WHAT THIS TASK INVOLVES
Set down exactly the entries below, beginning at their first line and ending at the line with "full RFC4180 reader".
(MATERIALS PROVIDED begins)
//! Line tokenizer for the survey CSV export.
//!
//! Two modes are available. [`ParseMode::Permissive`] mirrors the loose
//! tokenizer the dashboard has always used (quoted runs or comma-free runs,
//! empty fields skipped). [`ParseMode::Strict`] is a full RFC4180 reader
//! backed by the `csv` crate. Both trim every field.

use csv::{ReaderBuilder, StringRecord, Trim};
use serde::{Deserialize, Serialize};
use std::str::FromStr;
use tracing::debug;

/// Selects how a raw line is split into fields.
#[derive(Debug, Clone, Copy, Default, PartialEq, Eq, Serialize, Deserialize)]
#[serde(rename_all = "lowercase")]
pub enum ParseMode {
    /// RFC4180 with `""` escapes; empty fields are preserved.
    #[default]
    Strict,
    /// Best-effort tokenizer; never fails, may drop empty fields.
    Permissive,
}

impl FromStr for ParseMode {
    type Err = String;

    fn from_str(s: &str) -> Result<Self, Self::Err> {
        match s.to_ascii_lowercase().as_str() {
            "strict" => Ok(ParseMode::Strict),
            "permissive" => Ok(ParseMode::Permissive),
            other => Err(format!("unknown parse mode '{other}' (expected strict or permissive)")),
        }
    }
}

/// Splits one line of text into trimmed field values.
///
/// Never fails: malformed input yields a best-effort token list which may
/// not line up with the header.
pub fn parse_line(line: &str, mode: ParseMode) -> Vec<String> {
    match mode {
        ParseMode::Strict => parse_strict(line),
        ParseMode::Permissive => parse_permissive(line),
    }
}

fn parse_strict(line: &str) -> Vec<String> {
    let mut reader = ReaderBuilder::new()
        .has_headers(false)
        .flexible(true)
        .trim(Trim::All)
        .from_reader(line.as_bytes());

    let mut record = StringRecord::new();
    match reader.read_record(&mut record) {
        Ok(true) => record.iter().map(str::to_string).collect(),
        Ok(false) => Vec::new(),
        Err(e) => {
            debug!(error = %e, "Strict CSV read failed, falling back to permissive tokens");
            parse_permissive(line)
        }
    }
}

/// Tokens are a double-quoted run or a run of characters that are neither
/// commas nor quotes; each must be followed by optional whitespace and then
/// a comma or the end of the line. Anything else is skipped.
fn parse_permissive(line: &str) -> Vec<String> {
    let chars: Vec<char> = line.chars().collect();
    let mut fields = Vec::new();
    let mut start = 0;

    while start < chars.len() {
        match token_end(&chars, start) {
            Some(end) => {
                let token: String = chars[start..end].iter().collect();
                fields.push(clean_token(&token));
                start = end;
            }
            None => start += 1,
        }
    }

    fields
}

fn token_end(chars: &[char], start: usize) -> Option<usize> {
    match chars[start] {
        ',' => None,
        '"' => {
            // shortest quoted run whose closing quote sits before a delimiter
            for (offset, c) in chars[start + 1..].iter().enumerate() {
                let pos = start + 1 + offset;
                if *c == '\n' || *c == '\r' {
                    return None;
                }
                if *c == '"' && at_delimiter(chars, pos + 1) {
                    return Some(pos + 1);
                }
            }
            None
        }
        _ => {
            let mut end = start;
            while end < chars.len() && chars[end] != ',' && chars[end] != '"' {
                end += 1;
            }
            // give back characters until the lookahead holds
            (start + 1..=end).rev().find(|&e| at_delimiter(chars, e))
        }
    }
}

fn at_delimiter(chars: &[char], pos: usize) -> bool {
    let rest = chars[pos..].iter().find(|c| !c.is_whitespace());
    matches!(rest, None | Some(','))
}

fn clean_token(token: &str) -> String {
    let token = token.strip_prefix('"').unwrap_or(token);
    let token = token.strip_suffix('"').unwrap_or(token);
    token.trim().to_string()
}
//! Marker appearance for respondents on the map canvas.

use serde::Serialize;

use crate::loader::{Gender, Profile};

pub const FEMALE_COLOR: &str = "#E91E63";
pub const DEFAULT_COLOR: &str = "#4CAF50";

/// Color and pixel size of one respondent marker.
#[derive(Debug, Clone, Copy, PartialEq, Eq, Serialize)]
pub struct MarkerStyle {
    pub color: &'static str,
    pub size: u32,
}

impl MarkerStyle {
    /// Pink for women, green otherwise; students drawn smaller and
    /// retirees larger.
    pub fn for_profile(profile: &Profile) -> Self {
        let color = match profile.gender {
            Gender::Female => FEMALE_COLOR,
            Gender::Male => DEFAULT_COLOR,
        };
        let size = match profile.occupation.as_str() {
            "学生" => 20,
            "退休人员" => 28,
            _ => 24,
        };
        MarkerStyle { color, size }
    }

    /// Person glyph (head and shoulders) as a standalone SVG document.
    pub fn to_svg(&self) -> String {
        format!(
            r#"<svg width="{size}" height="{size}" viewBox="0 0 24 24" fill="none" xmlns="http://www.w3.org/2000/svg"><circle cx="12" cy="8" r="5" fill="{color}"/><path d="M20 21C20 16.5817 16.4183 13 12 13C7.58172 13 4 16.5817 4 21" stroke="{color}" stroke-width="2" fill="none"/></svg>"#,
            size = self.size,
            color = self.color,
        )
    }

    /// Offset that centers the icon on its coordinate.
    pub fn anchor_offset(&self) -> (i32, i32) {
        let half = (self.size / 2) as i32;
        (-half, -half)
    }

    pub fn icon(&self) -> MarkerIcon {
        MarkerIcon {
            svg: self.to_svg(),
            anchor: self.anchor_offset(),
        }
    }
}

/// Ready-to-draw icon handed to the map canvas.
#[derive(Debug, Clone, PartialEq, Eq, Serialize)]
pub struct MarkerIcon {
    pub svg: String,
    /// Pixel offset of the icon's top-left corner from the coordinate.
    pub anchor: (i32, i32),
}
(MATERIALS PROVIDED ends)
EXERCISE SOLUTION
//! Line tokenizer for the survey CSV export.
//!
//! Two modes are available. [`ParseMode::Permissive`] mirrors the loose
//! tokenizer the dashboard has always used (quoted runs or comma-free runs,
//! empty fields skipped). [`ParseMode::Strict`] is a full RFC4180 reader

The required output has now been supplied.